[THE PROBLEM] Copy each line below exactly.

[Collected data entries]
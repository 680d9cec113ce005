use std::{fs, path::Path};

use mlua::{FromLua, IntoLua, Lua, MultiValue, Table, Value};
use tracing::debug;

use crate::{
    config::VmConfig,
    engine::build_vm,
    error::{ScriptError, ScriptResult},
    marshal::{self, Converted, Record},
    value::ScriptValue,
};

/// One isolated Lua execution context.
///
/// A `ScriptVm` owns its global namespace and invocation stack outright.
/// Dropping it releases every engine resource exactly once, on error paths
/// included — ownership is the scoped-acquisition guarantee, and a released
/// handle cannot be named again. Distinct VMs share nothing. A single VM
/// expects one logical caller at a time; share it behind a mutex if callers
/// overlap.
pub struct ScriptVm {
    lua: Lua,
}

impl ScriptVm {
    /// Create a VM with the default configuration.
    ///
    /// Fails only if the engine cannot allocate its initial state.
    pub fn new() -> ScriptResult<Self> {
        Self::with_config(&VmConfig::default())
    }

    /// Create a VM opening the standard libraries named by `config`.
    pub fn with_config(config: &VmConfig) -> ScriptResult<Self> {
        Ok(Self {
            lua: build_vm(config)?,
        })
    }

    /// Compile and immediately run `source` against this VM's globals.
    ///
    /// Top-level statements execute eagerly; functions and variables the
    /// chunk defines become global bindings. Produced values are read back
    /// afterwards through [`ScriptVm::global`], never returned here.
    pub fn exec(&self, source: &str) -> ScriptResult<()> {
        self.lua.load(source).exec()?;
        Ok(())
    }

    /// Read the file at `path` and run it exactly as [`ScriptVm::exec`] would.
    ///
    /// An unreadable path reports [`ScriptError::Io`]; the chunk is named
    /// after the path so compile and runtime errors carry its location.
    pub fn exec_file(&self, path: impl AsRef<Path>) -> ScriptResult<()> {
        let path = path.as_ref();
        let source = fs::read_to_string(path).map_err(|err| ScriptError::Io {
            path: path.display().to_string(),
            message: err.to_string(),
        })?;
        debug!(path = %path.display(), "running script file");
        self.lua
            .load(source.as_str())
            .set_name(format!("@{}", path.display()))
            .exec()?;
        Ok(())
    }

    /// Read a global binding. Unbound names read as `Nil`, never an error.
    pub fn global(&self, name: &str) -> ScriptResult<ScriptValue> {
        let value = self.lua.globals().get::<ScriptValue>(name)?;
        Ok(value)
    }

    /// Bind or overwrite a global.
    pub fn set_global(&self, name: &str, value: ScriptValue) -> ScriptResult<()> {
        self.lua.globals().set(name, value)?;
        Ok(())
    }

    /// Call the global function `name` with `args`, expecting `n_results`
    /// values back.
    ///
    /// Arguments pass left to right. The call runs protected: an error
    /// raised inside the function (an explicit `error(...)` included) comes
    /// back as [`ScriptError::Runtime`] and the VM stays usable. A global
    /// bound to anything other than a function is [`ScriptError::NotCallable`]
    /// and leaves the VM untouched.
    ///
    /// On success the vector holds exactly `n_results` values in call order,
    /// surplus results dropped and missing ones padded with `Nil` — Lua's
    /// adjust-to-n rule. The vector is the entire result region, so popping
    /// it cannot be forgotten and push/pop counts balance by construction.
    pub fn call(
        &self,
        name: &str,
        args: Vec<ScriptValue>,
        n_results: usize,
    ) -> ScriptResult<Vec<ScriptValue>> {
        let target = self.lua.globals().get::<Value>(name)?;
        let func = match target {
            Value::Function(func) => func,
            other => {
                return Err(ScriptError::NotCallable {
                    name: name.to_string(),
                    found: other.type_name(),
                });
            }
        };

        debug!(name, n_args = args.len(), n_results, "invoking script function");
        let pushed = args
            .into_iter()
            .map(|arg| arg.into_lua(&self.lua))
            .collect::<mlua::Result<MultiValue>>()?;
        let returned = func.call::<MultiValue>(pushed)?;

        let mut results = returned
            .into_iter()
            .map(|value| ScriptValue::from_lua(value, &self.lua))
            .collect::<mlua::Result<Vec<_>>>()?;
        results.truncate(n_results);
        while results.len() < n_results {
            results.push(ScriptValue::Nil);
        }
        Ok(results)
    }

    /// Build a fresh table holding one entry per schema field of `record`,
    /// in schema order.
    pub fn record_to_table<R: Record>(&self, record: &R) -> ScriptResult<Table> {
        marshal::to_table(&self.lua, record)
    }

    /// Convert `table` back into a record, keyed by field name.
    ///
    /// Keys outside the schema are skipped silently; a value of the wrong
    /// runtime type leaves its field at the default and is reported in
    /// [`Converted::warnings`]. Conversion never aborts over a bad field.
    pub fn record_from_table<R: Record>(&self, table: &Table) -> ScriptResult<Converted<R>> {
        marshal::from_table(table)
    }
}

[TASK OUTPUT]
repository 680d9cec113ce005
use std::{fs, path::Path};

use mlua::{FromLua, IntoLua, Lua, MultiValue, Table, Value};
use tracing::debug;

use crate::{
    config::VmConfig,
    engine::build_vm,
    error::{ScriptError, ScriptResult},
    marshal::{self, Converted, Record},
    value::ScriptValue,
};

/// One isolated Lua execution context.
///
/// A `ScriptVm` owns its global namespace and invocation stack outright.
/// Dropping it releases every engine resource exactly once, on error paths
/// included — ownership is the scoped-acquisition guarantee, and a released
/// handle cannot be named again. Distinct VMs share nothing. A single VM
/// expects one logical caller at a time; share it behind a mutex if callers
/// overlap.
pub struct ScriptVm {
    lua: Lua,
}

impl ScriptVm {
    /// Create a VM with the default configuration.
    ///
    /// Fails only if the engine cannot allocate its initial state.
    pub fn new() -> ScriptResult<Self> {
        Self::with_config(&VmConfig::default())
    }

    /// Create a VM opening the standard libraries named by `config`.
    pub fn with_config(config: &VmConfig) -> ScriptResult<Self> {
        Ok(Self {
            lua: build_vm(config)?,
        })
    }

    /// Compile and immediately run `source` against this VM's globals.
    ///
    /// Top-level statements execute eagerly; functions and variables the
    /// chunk defines become global bindings. Produced values are read back
    /// afterwards through [`ScriptVm::global`], never returned here.
    pub fn exec(&self, source: &str) -> ScriptResult<()> {
        self.lua.load(source).exec()?;
        Ok(())
    }

    /// Read the file at `path` and run it exactly as [`ScriptVm::exec`] would.
    ///
    /// An unreadable path reports [`ScriptError::Io`]; the chunk is named
    /// after the path so compile and runtime errors carry its location.
    pub fn exec_file(&self, path: impl AsRef<Path>) -> ScriptResult<()> {
        let path = path.as_ref();
        let source = fs::read_to_string(path).map_err(|err| ScriptError::Io {
            path: path.display().to_string(),
            message: err.to_string(),
        })?;
        debug!(path = %path.display(), "running script file");
        self.lua
            .load(source.as_str())
            .set_name(format!("@{}", path.display()))
            .exec()?;
        Ok(())
    }

    /// Read a global binding. Unbound names read as `Nil`, never an error.
    pub fn global(&self, name: &str) -> ScriptResult<ScriptValue> {
        let value = self.lua.globals().get::<ScriptValue>(name)?;
        Ok(value)
    }

    /// Bind or overwrite a global.
    pub fn set_global(&self, name: &str, value: ScriptValue) -> ScriptResult<()> {
        self.lua.globals().set(name, value)?;
        Ok(())
    }

    /// Call the global function `name` with `args`, expecting `n_results`
    /// values back.
    ///
    /// Arguments pass left to right. The call runs protected: an error
    /// raised inside the function (an explicit `error(...)` included) comes
    /// back as [`ScriptError::Runtime`] and the VM stays usable. A global
    /// bound to anything other than a function is [`ScriptError::NotCallable`]
    /// and leaves the VM untouched.
    ///
    /// On success the vector holds exactly `n_results` values in call order,
    /// surplus results dropped and missing ones padded with `Nil` — Lua's
    /// adjust-to-n rule. The vector is the entire result region, so popping
    /// it cannot be forgotten and push/pop counts balance by construction.
    pub fn call(
        &self,
        name: &str,
        args: Vec<ScriptValue>,
        n_results: usize,
    ) -> ScriptResult<Vec<ScriptValue>> {
        let target = self.lua.globals().get::<Value>(name)?;
        let func = match target {
            Value::Function(func) => func,
            other => {
                return Err(ScriptError::NotCallable {
                    name: name.to_string(),
                    found: other.type_name(),
                });
            }
        };

        debug!(name, n_args = args.len(), n_results, "invoking script function");
        let pushed = args
            .into_iter()
            .map(|arg| arg.into_lua(&self.lua))
            .collect::<mlua::Result<MultiValue>>()?;
        let returned = func.call::<MultiValue>(pushed)?;

        let mut results = returned
            .into_iter()
            .map(|value| ScriptValue::from_lua(value, &self.lua))
            .collect::<mlua::Result<Vec<_>>>()?;
        results.truncate(n_results);
        while results.len() < n_results {
            results.push(ScriptValue::Nil);
        }
        Ok(results)
    }

    /// Build a fresh table holding one entry per schema field of `record`,
    /// in schema order.
    pub fn record_to_table<R: Record>(&self, record: &R) -> ScriptResult<Table> {
        marshal::to_table(&self.lua, record)
    }

    /// Convert `table` back into a record, keyed by field name.
    ///
    /// Keys outside the schema are skipped silently; a value of the wrong
    /// runtime type leaves its field at the default and is reported in
    /// [`Converted::warnings`]. Conversion never aborts over a bad field.
    pub fn record_from_table<R: Record>(&self, table: &Table) -> ScriptResult<Converted<R>> {
        marshal::from_table(table)
    }
}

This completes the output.